On peut comprendre l’intérêt de Gabriela Cowperthwaite pour l’ancienne marine Megan Leavey, et surtout son affection débordante pour un berger allemand qui en a vu de toutes les couleurs, et senti bien des choses horribles. Dans Blackfish, la documentariste nous avait ouvert les yeux sur les cruelles conditions de vie des orques dans les parcs aquatiques: leurs pirouettes spectaculaires camouflaient des histoires d’horreur.
Pour ses premiers pas en fiction, elle relate minutieusement la rédemption de Megan Leavey (Kate Mara), jeune banlieusarde désoeuvrée qui, après le 11 septembre 2001, croit trouver son salut en s’enrôlant dans les marines. Reconnue partout où elle passe comme un être incapable d’entrer en contact avec les autres, la dynamique s’avère différente lorsqu’on lui impose le nettoyage des cages de chiens renifleurs de bombes — une sanction que ses supérieurs jugent méritée. Or, en présence de Rex, agressif et difficile à apprivoiser, Megan est convaincue qu’elle peut établir avec lui un lien privilégié.
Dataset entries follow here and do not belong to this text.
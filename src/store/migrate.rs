//! Forward-only schema steps. The applied version lives in the `meta` tree.

use crate::store::operations::flashcards::Flashcard;
use crate::store::operations::schedules::StudySchedule;
use crate::store::{keys, Store, StoreError};

const SCHEMA_VERSION_KEY: &[u8] = b"schema:version";

struct Migration {
    name: &'static str,
    apply: fn(&Store) -> Result<(), StoreError>,
}

/// Position in this list is the version (1-based). Append only.
const MIGRATIONS: &[Migration] = &[
    Migration {
        name: "initial_trees",
        apply: initial_trees,
    },
    Migration {
        name: "rebuild_flashcard_due_index",
        apply: rebuild_flashcard_due_index,
    },
    Migration {
        name: "rebuild_active_schedule_index",
        apply: rebuild_active_schedule_index,
    },
];

pub fn latest_version() -> u32 {
    MIGRATIONS.len() as u32
}

/// Apply every step newer than the stored version.
///
/// 每一步都必须可重复执行：步骤完成后、写版本号前崩溃，重启会再跑一次。
pub fn run(store: &Store) -> Result<(), StoreError> {
    let applied = schema_version(store)?;
    if applied > latest_version() {
        return Err(StoreError::Migration {
            version: applied,
            message: format!(
                "database is at schema {applied}, this build only knows {}",
                latest_version()
            ),
        });
    }

    for (version, step) in (1u32..).zip(MIGRATIONS.iter()).skip(applied as usize) {
        tracing::info!(version, name = step.name, "Applying migration");
        (step.apply)(store).map_err(|e| StoreError::Migration {
            version,
            message: format!("{}: {e}", step.name),
        })?;
        record_version(store, version)?;
    }
    if applied < latest_version() {
        tracing::info!(from = applied, to = latest_version(), "Schema up to date");
    }
    Ok(())
}

pub fn schema_version(store: &Store) -> Result<u32, StoreError> {
    let Some(raw) = store.meta.get(SCHEMA_VERSION_KEY)? else {
        return Ok(0);
    };
    let bytes: [u8; 4] = raw
        .as_ref()
        .try_into()
        .map_err(|_| StoreError::Migration {
            version: 0,
            message: "schema version marker is not 4 bytes".to_string(),
        })?;
    Ok(u32::from_be_bytes(bytes))
}

fn record_version(store: &Store, version: u32) -> Result<(), StoreError> {
    let current = schema_version(store)?;
    if version < current {
        return Err(StoreError::Migration {
            version,
            message: format!("schema version would go backwards ({current} -> {version})"),
        });
    }
    store
        .meta
        .insert(SCHEMA_VERSION_KEY, &version.to_be_bytes()[..])?;
    Ok(())
}

fn initial_trees(_store: &Store) -> Result<(), StoreError> {
    Ok(())
}

fn rebuild_flashcard_due_index(store: &Store) -> Result<(), StoreError> {
    let mut batch = sled::Batch::default();
    for item in store.flashcards.iter() {
        let (_, value) = item?;
        let card: Flashcard = Store::deserialize(&value)?;
        let Some(due) = card.next_review_date else {
            continue;
        };
        let key = keys::flashcard_due_index_key(&card.user_id, due.timestamp_millis(), &card.id)?;
        batch.insert(key.as_bytes(), &[] as &[u8]);
    }
    store.flashcard_due_index.apply_batch(batch)?;
    Ok(())
}

fn rebuild_active_schedule_index(store: &Store) -> Result<(), StoreError> {
    for item in store.schedules.iter() {
        let (_, value) = item?;
        let schedule: StudySchedule = Store::deserialize(&value)?;
        if schedule.is_active {
            let key = keys::active_schedule_key(&schedule.user_id)?;
            store
                .active_schedules
                .insert(key.as_bytes(), schedule.id.as_bytes())?;
        }
    }
    Ok(())
}
#![allow(dead_code)]

pub mod fixtures;

use std::sync::Arc;

use tempfile::TempDir;

use study_scheduler::policy::SchedulerPolicy;
use study_scheduler::scheduler::SchedulerService;
use study_scheduler::store::Store;

pub struct TestEnv {
    pub store: Arc<Store>,
    pub service: Arc<SchedulerService>,
    _temp_dir: TempDir,
}

pub fn setup() -> TestEnv {
    setup_with_policy(SchedulerPolicy::default())
}

pub fn setup_with_policy(policy: SchedulerPolicy) -> TestEnv {
    let temp_dir = tempfile::tempdir().expect("tempdir");
    let sled_path = temp_dir.path().join("scheduler-test.sled");
    let store = Arc::new(Store::open(sled_path.to_str().expect("db path")).expect("open store"));
    store.run_migrations().expect("migrations");
    let service = Arc::new(SchedulerService::new(store.clone(), policy));
    TestEnv {
        store,
        service,
        _temp_dir: temp_dir,
    }
}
Elle aura tout le loisir de prouver son intuition lorsqu’elle sera déployée en Irak, alignant les réussites sur le champ de bataille (reconstitué en Espagne), réussissant aussi à sympathiser avec un camarade de combat, Matt (Ramon Rodriguez), l’homme idéal si seulement il affichait la même dévotion qu’elle pour les Yankees de New York… Après un carnage qui a bien failli lui coûter la vie, Megan revient au pays, forcée de renouer avec sa famille dysfonctionnelle, et privée de la présence de Rex, de retour en territoire hostile. Elle fera tout pour qu’il en soit autrement, menant une lutte acharnée pour réussir à l’adopter, ce qui n’est pas dans la tradition des marines.
Pour le cinéma américain, la guerre en Irak et la lutte contre le terrorisme constituent des réservoirs de bonnes histoires pour alimenter la machine à rêves, et celle du patriotisme. Celle de Megan Leavey contient tous les ingrédients pour tirer les larmes et conforter les certitudes sur la puissance d’une armée dont une partie des effectifs s’y retrouve davantage par dépit que par idéalisme. C’était d’ailleurs vrai pour cette femme dont les drames personnels sont discrètement révélés tout au long de son entraînement, permettant ainsi de la rendre (un peu) plus attachante.
Ce métier atypique dont les risques ressemblent à ceux décrits par Kathryn Bigelow dans The Hurt Locker occupe la part congrue de ce récit voué à vanter les vertus de cette machine de guerre qui sait parfois avoir bon coeur. Des conflits percutants se déroulent aussi sur le terrain familial (grâce à une flamboyante Edie Falco en mère pas maternelle pour deux sous), et les véritables enjeux amoureux sont, sans surprise, ceux qui tissent la relation privilégiée entre Megan et Rex. Il faut alors un acte de foi pour adhérer à cette proposition appuyant sur toutes les manettes du mélodrame animalier, toujours aussi populaire depuis que Walt Disney en a fait un genre en soi. Megan Leavey ne révolutionne pas la formule, montrant les hauts et les bas de cette vie de chien, ou ce qui s’en rapproche dangereusement. V.O.A. : Forum, Place LaSalle, Colisée Kirkland, Spheretech, Marché Central. V.F.: Quartier latin, StarCité, Marché Central.